Gabriele Tuccillo, Ceo di Atlante Italia: «A livello europeo, tra Spagna, Francia, Italia e Portogallo, Atlante è stato uno dei primi operatori per fondi aggiudicati allo sviluppo della rete di ricarica, con circa 90 milioni di euro. In Italia, invece, il PNRR ci ha portato meno di 1 milione, cifra che potrebbe ridursi drasticamente in assenza di proroghe. Questo evidenzia chiaramente quanto il contesto italiano sia più complicato. Il regolamento europeo, pur con margini di miglioramento, è chiaro e applicabile. Il PNRR italiano, al contrario, è caratterizzato da criteri troppo restrittivi e scadenze difficili da rispettare. A mio avviso uno dei problemi principali è l’assenza di un confronto strutturato tra istituzioni e operatori del settore. Il primo bando era praticamente inutilizzabile nelle aree extraurbane e troppo rigido in quelle urbane. I correttivi successivi hanno migliorato solo parzialmente la situazione. Finché non ci sarà un dialogo concreto tra pubblica amministrazione e imprese, questi fondi non potranno realmente supportare lo sviluppo del settore. Sarebbe stato sufficiente replicare il modello CEF, evitando di rendere la messa a terra dei fondi inutilmente complessa».
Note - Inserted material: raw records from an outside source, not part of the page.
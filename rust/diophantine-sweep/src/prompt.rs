//! Interactive collection of ranges, repository target and credentials.
//!
//! Bad input is answered with a message and the same question again; only
//! I/O failures and end of input escape as errors.

use std::io::{self, BufRead, Write};

use crate::publish::RepoTarget;
use crate::range::{RangeSet, SearchRange};
use crate::schedule::IntervalSchedule;

#[derive(Debug, thiserror::Error)]
pub enum PromptError {
    #[error("input closed while waiting for {0}")]
    Eof(String),

    #[error("IO error: {0}")]
    Io(#[from] io::Error),
}

pub struct Prompter<R, W> {
    input: R,
    output: W,
}

impl Prompter<io::StdinLock<'static>, io::Stdout> {
    pub fn stdio() -> Self {
        Prompter::new(io::stdin().lock(), io::stdout())
    }
}

impl<R: BufRead, W: Write> Prompter<R, W> {
    pub fn new(input: R, output: W) -> Self {
        Prompter { input, output }
    }

    pub fn into_output(self) -> W {
        self.output
    }

    fn ask(&mut self, question: &str, what: &str) -> Result<String, PromptError> {
        write!(self.output, "{}", question)?;
        self.output.flush()?;
        let mut line = String::new();
        if self.input.read_line(&mut line)? == 0 {
            return Err(PromptError::Eof(what.to_string()));
        }
        Ok(line.trim().to_string())
    }

    fn complain(&mut self, msg: impl std::fmt::Display) -> Result<(), PromptError> {
        writeln!(self.output, "  {}. Please try again.", msg)?;
        Ok(())
    }

    /// Read `"min max"` for variable `var`. Exponents must be non-negative.
    pub fn read_range(&mut self, var: char, exponent: bool) -> Result<SearchRange, PromptError> {
        let kind = if exponent { "exponent" } else { "base" };
        loop {
            let line = self.ask(
                &format!("Range for {} ({}), as \"min max\": ", var, kind),
                &format!("range of {}", var),
            )?;
            match SearchRange::parse(&line) {
                Ok(r) if exponent && (r.min < 0 || r.max > u32::MAX as i64) => {
                    self.complain(format!("exponents must lie within [0, {}]", u32::MAX))?;
                }
                Ok(r) => return Ok(r),
                Err(e) => self.complain(e)?,
            }
        }
    }

    /// Read all four ranges; start over if their product is too large.
    pub fn read_range_set(&mut self) -> Result<RangeSet, PromptError> {
        loop {
            let a = self.read_range('a', false)?;
            let b = self.read_range('b', true)?;
            let c = self.read_range('c', false)?;
            let d = self.read_range('d', true)?;
            match RangeSet::new(a, b, c, d) {
                Ok(set) => return Ok(set),
                Err(e) => self.complain(e)?,
            }
        }
    }

    pub fn read_repo_target(&mut self) -> Result<RepoTarget, PromptError> {
        loop {
            let line = self.ask("Target (owner/repo/path/to/file.json): ", "repository target")?;
            match line.parse::<RepoTarget>() {
                Ok(t) => return Ok(t),
                Err(e) => self.complain(e)?,
            }
        }
    }

    pub fn read_token(&mut self) -> Result<String, PromptError> {
        loop {
            let line = self.ask("Access token: ", "access token")?;
            if !line.is_empty() {
                return Ok(line);
            }
            self.complain("token must not be empty")?;
        }
    }

    /// Read `"start width max"` for the interval loop.
    pub fn read_schedule(&mut self) -> Result<IntervalSchedule, PromptError> {
        loop {
            let line = self.ask(
                "Interval schedule, as \"start width max\": ",
                "interval schedule",
            )?;
            let nums: Vec<i64> = line
                .split(|c: char| c.is_whitespace() || c == ',')
                .filter(|s| !s.is_empty())
                .filter_map(|s| s.parse().ok())
                .collect();
            let &[start, width, max] = nums.as_slice() else {
                self.complain(format!("expected three integers, got {:?}", line))?;
                continue;
            };
            match IntervalSchedule::new(start, width, max) {
                Ok(s) => return Ok(s),
                Err(e) => self.complain(e)?,
            }
        }
    }

    pub fn confirm(&mut self, question: &str) -> Result<bool, PromptError> {
        loop {
            let line = self.ask(&format!("{} [y/n]: ", question), "confirmation")?;
            match line.to_ascii_lowercase().as_str() {
                "y" | "yes" => return Ok(true),
                "n" | "no" => return Ok(false),
                _ => self.complain("answer y or n")?,
            }
        }
    }
}
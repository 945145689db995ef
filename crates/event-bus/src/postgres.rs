use async_trait::async_trait;
use sqlx::{PgPool, Postgres, Row, Transaction, postgres::PgRow};

use crate::{
    BusError, Delivery, Message, MessageProperties, QueueOptions, Result, broker::Broker,
    routing::topic_matches,
};

/// PostgreSQL-backed broker.
///
/// Queues are rows in `bus_messages`; consumers dequeue with
/// `FOR UPDATE SKIP LOCKED` so a message is handed to at most one consumer
/// at a time. Every published message is persistent.
#[derive(Clone)]
pub struct PostgresBroker {
    pool: PgPool,
}

impl PostgresBroker {
    /// Creates a new PostgreSQL broker.
    pub fn new(pool: PgPool) -> Self {
        Self { pool }
    }

    /// Gets a reference to the underlying connection pool.
    pub fn pool(&self) -> &PgPool {
        &self.pool
    }

    async fn route(
        tx: &mut Transaction<'_, Postgres>,
        exchange: &str,
        routing_key: &str,
        message: &Message,
    ) -> Result<usize> {
        let exists: bool =
            sqlx::query_scalar("SELECT EXISTS(SELECT 1 FROM bus_exchanges WHERE name = $1)")
                .bind(exchange)
                .fetch_one(&mut **tx)
                .await?;
        if !exists {
            return Err(BusError::ExchangeNotFound(exchange.to_string()));
        }

        let bindings = sqlx::query("SELECT queue, binding_key FROM bus_bindings WHERE exchange = $1")
            .bind(exchange)
            .fetch_all(&mut **tx)
            .await?;

        let mut targets: Vec<String> = Vec::new();
        for row in bindings {
            let queue: String = row.try_get("queue")?;
            let binding_key: String = row.try_get("binding_key")?;
            if topic_matches(&binding_key, routing_key) && !targets.contains(&queue) {
                targets.push(queue);
            }
        }

        let properties = serde_json::to_value(&message.properties)?;
        for queue in &targets {
            sqlx::query(
                r#"
                INSERT INTO bus_messages (queue, exchange, routing_key, body, properties)
                VALUES ($1, $2, $3, $4, $5)
                "#,
            )
            .bind(queue)
            .bind(exchange)
            .bind(routing_key)
            .bind(&message.body)
            .bind(&properties)
            .execute(&mut **tx)
            .await?;
        }

        Ok(targets.len())
    }

    fn row_to_delivery(row: PgRow) -> Result<Delivery> {
        let properties: serde_json::Value = row.try_get("properties")?;
        let properties: MessageProperties = serde_json::from_value(properties)?;
        let id: i64 = row.try_get("id")?;

        Ok(Delivery {
            delivery_tag: id as u64,
            queue: row.try_get("queue")?,
            exchange: row.try_get("exchange")?,
            routing_key: row.try_get("routing_key")?,
            redelivered: row.try_get("redelivered")?,
            message: Message::new(row.try_get("body")?, properties),
        })
    }

    async fn ensure_queue(&self, queue: &str) -> Result<()> {
        let exists: bool =
            sqlx::query_scalar("SELECT EXISTS(SELECT 1 FROM bus_queues WHERE name = $1)")
                .bind(queue)
                .fetch_one(&self.pool)
                .await?;
        if exists {
            Ok(())
        } else {
            Err(BusError::QueueNotFound(queue.to_string()))
        }
    }
}

#[async_trait]
impl Broker for PostgresBroker {
    async fn declare_exchange(&self, name: &str) -> Result<()> {
        sqlx::query("INSERT INTO bus_exchanges (name) VALUES ($1) ON CONFLICT (name) DO NOTHING")
            .bind(name)
            .execute(&self.pool)
            .await?;
        Ok(())
    }

    async fn declare_queue(&self, name: &str, options: QueueOptions) -> Result<()> {
        let mut tx = self.pool.begin().await?;

        sqlx::query(
            r#"
            INSERT INTO bus_queues (name, durable, dead_letter_exchange, dead_letter_routing_key)
            VALUES ($1, $2, $3, $4)
            ON CONFLICT (name) DO NOTHING
            "#,
        )
        .bind(name)
        .bind(options.durable)
        .bind(&options.dead_letter_exchange)
        .bind(&options.dead_letter_routing_key)
        .execute(&mut *tx)
        .await?;

        let row = sqlx::query(
            "SELECT durable, dead_letter_exchange, dead_letter_routing_key FROM bus_queues WHERE name = $1",
        )
        .bind(name)
        .fetch_one(&mut *tx)
        .await?;
        let existing = QueueOptions {
            durable: row.try_get("durable")?,
            dead_letter_exchange: row.try_get("dead_letter_exchange")?,
            dead_letter_routing_key: row.try_get("dead_letter_routing_key")?,
        };
        if existing != options {
            return Err(BusError::PreconditionFailed {
                queue: name.to_string(),
            });
        }

        tx.commit().await?;
        Ok(())
    }

    async fn bind_queue(&self, queue: &str, exchange: &str, binding_key: &str) -> Result<()> {
        sqlx::query(
            r#"
            INSERT INTO bus_bindings (queue, exchange, binding_key)
            VALUES ($1, $2, $3)
            ON CONFLICT DO NOTHING
            "#,
        )
        .bind(queue)
        .bind(exchange)
        .bind(binding_key)
        .execute(&self.pool)
        .await
        .map_err(|e| {
            if let sqlx::Error::Database(ref db_err) = e
                && db_err.is_foreign_key_violation()
            {
                return match db_err.constraint() {
                    Some("bus_bindings_exchange_fkey") => {
                        BusError::ExchangeNotFound(exchange.to_string())
                    }
                    _ => BusError::QueueNotFound(queue.to_string()),
                };
            }
            BusError::Database(e)
        })?;
        Ok(())
    }

    async fn publish(&self, exchange: &str, routing_key: &str, message: Message) -> Result<usize> {
        let mut tx = self.pool.begin().await?;
        let routed = Self::route(&mut tx, exchange, routing_key, &message).await?;
        tx.commit().await?;
        Ok(routed)
    }

    async fn enqueue(
        &self,
        queue: &str,
        exchange: &str,
        routing_key: &str,
        message: Message,
    ) -> Result<()> {
        self.ensure_queue(queue).await?;
        let properties = serde_json::to_value(&message.properties)?;
        sqlx::query(
            r#"
            INSERT INTO bus_messages (queue, exchange, routing_key, body, properties)
            VALUES ($1, $2, $3, $4, $5)
            "#,
        )
        .bind(queue)
        .bind(exchange)
        .bind(routing_key)
        .bind(&message.body)
        .bind(&properties)
        .execute(&self.pool)
        .await?;
        Ok(())
    }

    async fn fetch(&self, queue: &str) -> Result<Option<Delivery>> {
        let row = sqlx::query(
            r#"
            UPDATE bus_messages
            SET state = 'unacked', delivered_at = now()
            WHERE id = (
                SELECT id FROM bus_messages
                WHERE queue = $1 AND state = 'ready'
                ORDER BY redelivered DESC, id ASC
                FOR UPDATE SKIP LOCKED
                LIMIT 1
            )
            RETURNING id, queue, exchange, routing_key, body, properties, redelivered
            "#,
        )
        .bind(queue)
        .fetch_optional(&self.pool)
        .await?;

        match row {
            Some(row) => Ok(Some(Self::row_to_delivery(row)?)),
            None => {
                self.ensure_queue(queue).await?;
                Ok(None)
            }
        }
    }

    async fn ack(&self, delivery: &Delivery) -> Result<()> {
        let result = sqlx::query("DELETE FROM bus_messages WHERE id = $1 AND state = 'unacked'")
            .bind(delivery.delivery_tag as i64)
            .execute(&self.pool)
            .await?;

        if result.rows_affected() == 0 {
            return Err(BusError::UnknownDelivery {
                queue: delivery.queue.clone(),
                delivery_tag: delivery.delivery_tag,
            });
        }
        Ok(())
    }

    async fn nack(&self, delivery: &Delivery, requeue: bool) -> Result<()> {
        let mut tx = self.pool.begin().await?;

        if requeue {
            let result = sqlx::query(
                "UPDATE bus_messages SET state = 'ready', redelivered = TRUE WHERE id = $1 AND state = 'unacked'",
            )
            .bind(delivery.delivery_tag as i64)
            .execute(&mut *tx)
            .await?;
            if result.rows_affected() == 0 {
                return Err(BusError::UnknownDelivery {
                    queue: delivery.queue.clone(),
                    delivery_tag: delivery.delivery_tag,
                });
            }
            tx.commit().await?;
            return Ok(());
        }

        let row = sqlx::query(
            r#"
            DELETE FROM bus_messages
            WHERE id = $1 AND state = 'unacked'
            RETURNING id, queue, exchange, routing_key, body, properties, redelivered
            "#,
        )
        .bind(delivery.delivery_tag as i64)
        .fetch_optional(&mut *tx)
        .await?
        .ok_or_else(|| BusError::UnknownDelivery {
            queue: delivery.queue.clone(),
            delivery_tag: delivery.delivery_tag,
        })?;
        let rejected = Self::row_to_delivery(row)?;

        let dead_letter = sqlx::query(
            "SELECT dead_letter_exchange, dead_letter_routing_key FROM bus_queues WHERE name = $1",
        )
        .bind(&rejected.queue)
        .fetch_one(&mut *tx)
        .await?;
        let dlx: Option<String> = dead_letter.try_get("dead_letter_exchange")?;
        let dl_routing_key: Option<String> = dead_letter.try_get("dead_letter_routing_key")?;

        match dlx {
            Some(dlx) => {
                let mut message = rejected.message;
                message.record_death(
                    &rejected.queue,
                    &rejected.exchange,
                    &rejected.routing_key,
                    "rejected",
                );
                let key = dl_routing_key.unwrap_or(rejected.routing_key);
                Self::route(&mut tx, &dlx, &key, &message).await?;
            }
            None => {
                tracing::warn!(
                    queue = %rejected.queue,
                    routing_key = %rejected.routing_key,
                    "rejected message dropped, queue has no dead-letter exchange"
                );
            }
        }

        tx.commit().await?;
        Ok(())
    }

    async fn recover(&self, queue: &str) -> Result<u64> {
        self.ensure_queue(queue).await?;
        let result = sqlx::query(
            "UPDATE bus_messages SET state = 'ready', redelivered = TRUE WHERE queue = $1 AND state = 'unacked'",
        )
        .bind(queue)
        .execute(&self.pool)
        .await?;
        Ok(result.rows_affected())
    }

    async fn queue_depth(&self, queue: &str) -> Result<u64> {
        self.ensure_queue(queue).await?;
        let depth: i64 = sqlx::query_scalar(
            "SELECT COUNT(*) FROM bus_messages WHERE queue = $1 AND state = 'ready'",
        )
        .bind(queue)
        .fetch_one(&self.pool)
        .await?;
        Ok(depth as u64)
    }
}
Elena Airoldi, Country Manager Ionity per l’Italia: «Ionity è una realtà particolare: abbiamo deciso di entrare nel mercato europeo operando contemporaneamente in 24 Paesi, con una strategia centralizzata che ci permettesse di ottimizzare le risorse e gestire in modo efficiente le operazioni legate ai bandi. Per questo motivo in Italia non abbiamo partecipato al PNRR, che ci è parso fin dall’inizio molto complicato. Abbiamo preferito sfruttare le opportunità dei bandi europei, più chiari e immediati. Ad esempio, in Spagna abbiamo partecipato con successo al bando Moves, che copre il 40% del Capex investito, mentre per gli altri Paesi ci siamo affidati al CEF. La nostra scelta dimostra che, quando i bandi sono strutturati e trasparenti, è possibile portare avanti progetti in tempi ragionevoli».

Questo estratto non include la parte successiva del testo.